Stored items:
★ ★ ★
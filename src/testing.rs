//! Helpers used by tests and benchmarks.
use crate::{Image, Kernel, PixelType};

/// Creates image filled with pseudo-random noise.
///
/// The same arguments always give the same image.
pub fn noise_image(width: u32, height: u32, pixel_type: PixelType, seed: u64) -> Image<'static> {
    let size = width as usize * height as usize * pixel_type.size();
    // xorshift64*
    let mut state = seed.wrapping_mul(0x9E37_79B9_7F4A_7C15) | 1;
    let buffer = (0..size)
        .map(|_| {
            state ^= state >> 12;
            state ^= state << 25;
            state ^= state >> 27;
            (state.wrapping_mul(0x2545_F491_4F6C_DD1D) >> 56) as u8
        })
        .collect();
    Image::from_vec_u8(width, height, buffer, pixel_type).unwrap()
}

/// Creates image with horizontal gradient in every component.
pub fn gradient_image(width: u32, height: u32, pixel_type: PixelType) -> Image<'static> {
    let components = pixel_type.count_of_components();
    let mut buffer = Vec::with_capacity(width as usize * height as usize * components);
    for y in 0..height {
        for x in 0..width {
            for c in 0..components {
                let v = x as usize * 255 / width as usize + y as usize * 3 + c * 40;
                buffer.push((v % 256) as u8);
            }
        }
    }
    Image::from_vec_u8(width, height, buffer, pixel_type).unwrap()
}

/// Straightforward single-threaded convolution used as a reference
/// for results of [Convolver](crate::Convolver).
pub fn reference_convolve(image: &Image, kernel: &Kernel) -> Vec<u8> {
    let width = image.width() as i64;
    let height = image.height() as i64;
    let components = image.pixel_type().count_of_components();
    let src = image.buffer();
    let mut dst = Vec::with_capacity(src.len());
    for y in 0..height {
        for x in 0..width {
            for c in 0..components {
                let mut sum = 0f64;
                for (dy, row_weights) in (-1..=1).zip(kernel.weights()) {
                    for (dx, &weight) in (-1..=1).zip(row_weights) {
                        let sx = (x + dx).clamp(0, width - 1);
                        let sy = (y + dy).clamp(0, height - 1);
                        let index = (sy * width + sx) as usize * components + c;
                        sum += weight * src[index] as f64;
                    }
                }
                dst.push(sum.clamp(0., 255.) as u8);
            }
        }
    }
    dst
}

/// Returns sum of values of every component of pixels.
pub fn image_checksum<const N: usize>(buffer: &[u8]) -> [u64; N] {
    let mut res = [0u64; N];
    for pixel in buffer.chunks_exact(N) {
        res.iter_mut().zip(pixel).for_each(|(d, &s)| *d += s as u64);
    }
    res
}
★ ★ ★
The problem:
Reproduce the records in full, exactly as written.

Result of the task:
filename src/testing.rs
//! Helpers used by tests and benchmarks.
use crate::{Image, Kernel, PixelType};

/// Creates image filled with pseudo-random noise.
///
/// The same arguments always give the same image.
pub fn noise_image(width: u32, height: u32, pixel_type: PixelType, seed: u64) -> Image<'static> {
    let size = width as usize * height as usize * pixel_type.size();
    // xorshift64*
    let mut state = seed.wrapping_mul(0x9E37_79B9_7F4A_7C15) | 1;
    let buffer = (0..size)
        .map(|_| {
            state ^= state >> 12;
            state ^= state << 25;
            state ^= state >> 27;
            (state.wrapping_mul(0x2545_F491_4F6C_DD1D) >> 56) as u8
        })
        .collect();
    Image::from_vec_u8(width, height, buffer, pixel_type).unwrap()
}

/// Creates image with horizontal gradient in every component.
pub fn gradient_image(width: u32, height: u32, pixel_type: PixelType) -> Image<'static> {
    let components = pixel_type.count_of_components();
    let mut buffer = Vec::with_capacity(width as usize * height as usize * components);
    for y in 0..height {
        for x in 0..width {
            for c in 0..components {
                let v = x as usize * 255 / width as usize + y as usize * 3 + c * 40;
                buffer.push((v % 256) as u8);
            }
        }
    }
    Image::from_vec_u8(width, height, buffer, pixel_type).unwrap()
}

/// Straightforward single-threaded convolution used as a reference
/// for results of [Convolver](crate::Convolver).
pub fn reference_convolve(image: &Image, kernel: &Kernel) -> Vec<u8> {
    let width = image.width() as i64;
    let height = image.height() as i64;
    let components = image.pixel_type().count_of_components();
    let src = image.buffer();
    let mut dst = Vec::with_capacity(src.len());
    for y in 0..height {
        for x in 0..width {
            for c in 0..components {
                let mut sum = 0f64;
                for (dy, row_weights) in (-1..=1).zip(kernel.weights()) {
                    for (dx, &weight) in (-1..=1).zip(row_weights) {
                        let sx = (x + dx).clamp(0, width - 1);
                        let sy = (y + dy).clamp(0, height - 1);
                        let index = (sy * width + sx) as usize * components + c;
                        sum += weight * src[index] as f64;
                    }
                }
                dst.push(sum.clamp(0., 255.) as u8);
            }
        }
    }
    dst
}

/// Returns sum of values of every component of pixels.
pub fn image_checksum<const N: usize>(buffer: &[u8]) -> [u64; N] {
    let mut res = [0u64; N];
    for pixel in buffer.chunks_exact(N) {
        res.iter_mut().zip(pixel).for_each(|(d, &s)| *d += s as u64);
    }
    res
}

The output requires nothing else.